There is one major risk factor underpinning most running injuries: poor load management, Every time you run, you’re damaging the body on a microscopic scale, and many people do more damage than the rate at which their tissues can recover, so instead of the tissues repairing, they gradually degenerate, leading to tendon problems, stress fractures and other issues.
MANAGING LOAD
Proper load management is a useful preventative strategy that fitness professionals can easily put in place that makes a big difference to injury risk. A simple rule is to not increase total weekly training load by more than 10%.
Biggest elements of load are volume or how many kilometres a person has run, vertical – for instance if they are running up steep inclines – and speed.
WELL-BALANCED TRAINING
1. Strength training
Running will build strength, but it should be complemented by a strength training program.

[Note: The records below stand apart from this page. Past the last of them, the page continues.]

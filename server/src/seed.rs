// storefront/src/seed.rs

use sqlx::PgPool;
use storekeep::Product;
use tracing::{info, instrument};
use uuid::Uuid;

use crate::errors::Result;

/// (name, price in cents, stock) per demo seller.
const CATALOG: [&[(&str, i64, i32)]; 2] = [
  &[("Stoneware Mug", 1250, 40), ("Pour-over Kettle", 4800, 8), ("Linen Napkins (4)", 2200, 3)],
  &[("Desk Lamp", 3900, 12), ("Notebook A5", 650, 120), ("Fountain Pen", 5400, 1)],
];

/// Inserts a small demo catalog when the products table is empty. Returns the number of rows written.
#[instrument(name = "seed::seed_catalog", skip(pool))]
pub async fn seed_catalog(pool: &PgPool) -> Result<usize> {
  let existing: i64 = sqlx::query_scalar("SELECT COUNT(*) FROM products").fetch_one(pool).await?;
  if existing > 0 {
    info!(existing, "Catalog already populated; skipping seed.");
    return Ok(0);
  }

  let mut tx = pool.begin().await?;
  let mut written = 0;
  for seller_products in CATALOG {
    let seller_id = Uuid::new_v4();
    for (name, price_cents, stock) in seller_products {
      let product = Product::new(seller_id, *name, *price_cents, *stock);
      sqlx::query(
        "INSERT INTO products (id, seller_id, name, price_cents, stock_quantity, created_at, updated_at) \
         VALUES ($1, $2, $3, $4, $5, $6, $7)",
      )
      .bind(product.id)
      .bind(product.seller_id)
      .bind(&product.name)
      .bind(product.price_cents)
      .bind(product.stock_quantity)
      .bind(product.created_at)
      .bind(product.updated_at)
      .execute(&mut *tx)
      .await?;
      written += 1;
    }
    info!(%seller_id, products = seller_products.len(), "Seeded demo seller.");
  }
  tx.commit().await?;

  Ok(written)
}
// storekeep/src/config.rs

use std::fmt;
use std::str::FromStr;
use std::time::Duration;

/// Upper bound on how long a transaction waits for a single row lock.
pub const DEFAULT_LOCK_TIMEOUT: Duration = Duration::from_secs(5);

/// Remaining stock at or below which sellers get a low-stock alert.
pub const DEFAULT_LOW_STOCK_THRESHOLD: i32 = 5;

/// How the post-commit fan-out is driven.
#[derive(Debug, Clone, Copy, PartialEq, Eq, Default)]
pub enum DispatchMode {
  /// Await the sink before returning to the caller.
  #[default]
  Inline,
  /// Spawn the sink on the tokio runtime and return immediately.
  Background,
}

impl FromStr for DispatchMode {
  type Err = String;

  fn from_str(s: &str) -> Result<Self, Self::Err> {
    match s.trim().to_ascii_lowercase().as_str() {
      "inline" => Ok(DispatchMode::Inline),
      "background" => Ok(DispatchMode::Background),
      other => Err(format!("unknown dispatch mode '{}', expected 'inline' or 'background'", other)),
    }
  }
}

impl fmt::Display for DispatchMode {
  fn fmt(&self, f: &mut fmt::Formatter<'_>) -> fmt::Result {
    match self {
      DispatchMode::Inline => f.write_str("inline"),
      DispatchMode::Background => f.write_str("background"),
    }
  }
}

#[derive(Debug, Clone)]
pub struct EngineConfig {
  pub lock_timeout: Duration,
  pub low_stock_threshold: i32,
  pub dispatch: DispatchMode,
}

impl Default for EngineConfig {
  fn default() -> Self {
    Self {
      lock_timeout: DEFAULT_LOCK_TIMEOUT,
      low_stock_threshold: DEFAULT_LOW_STOCK_THRESHOLD,
      dispatch: DispatchMode::default(),
    }
  }
}

impl EngineConfig {
  pub fn with_lock_timeout(mut self, lock_timeout: Duration) -> Self {
    self.lock_timeout = lock_timeout;
    self
  }

  pub fn with_low_stock_threshold(mut self, threshold: i32) -> Self {
    self.low_stock_threshold = threshold;
    self
  }

  pub fn with_dispatch(mut self, dispatch: DispatchMode) -> Self {
    self.dispatch = dispatch;
    self
  }
}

Incorporating resistance training into a fitness program will ensure you have the strength to generate force and absorb loads, in turn improving running performance and reducing injury risk.
2. Mix up the intensity
Cross-training is a useful principle to avoid repeatedly loading the same tissues and muscles. You also want to be running frequently enough to produce the desired conditioning, which is protective against injury. With most runners, around
20–25% of their training volume should be high-intensity, and the remaining 75–80% should be easier, recovery-type running. running ability should aim for two intense running sessions a week, balanced out with some recovery-based training sessions.
RUNNING RETRAINING
1. Preventing overstriding
Taking shorter, faster steps will usually lead to a reduction in how far you land in front of the centre of mass, and therefore the impact forces and load going through the tissue.
2. Relaxed arms and upright posture
Ideally we want an arm action that looks relaxed, with arms that aren’t crossing the midline of the body. Posture should be upright, because trunk lean can lead to a shorter stride length and prevent proper hip extension and glute activation.
3. A natural footstrike
A Harvard study of endurance runners found that those who habitually rearfoot strike have around twice the rate of repetitive stress injuries. However, forefoot strike isn’t the solution; if you are doing this and overstriding, it can lead to injuries like stress fractures.
We should land in a way that feels natural to our body, and most people find that as their running speed increases, they’ll move to a mid forefoot strike.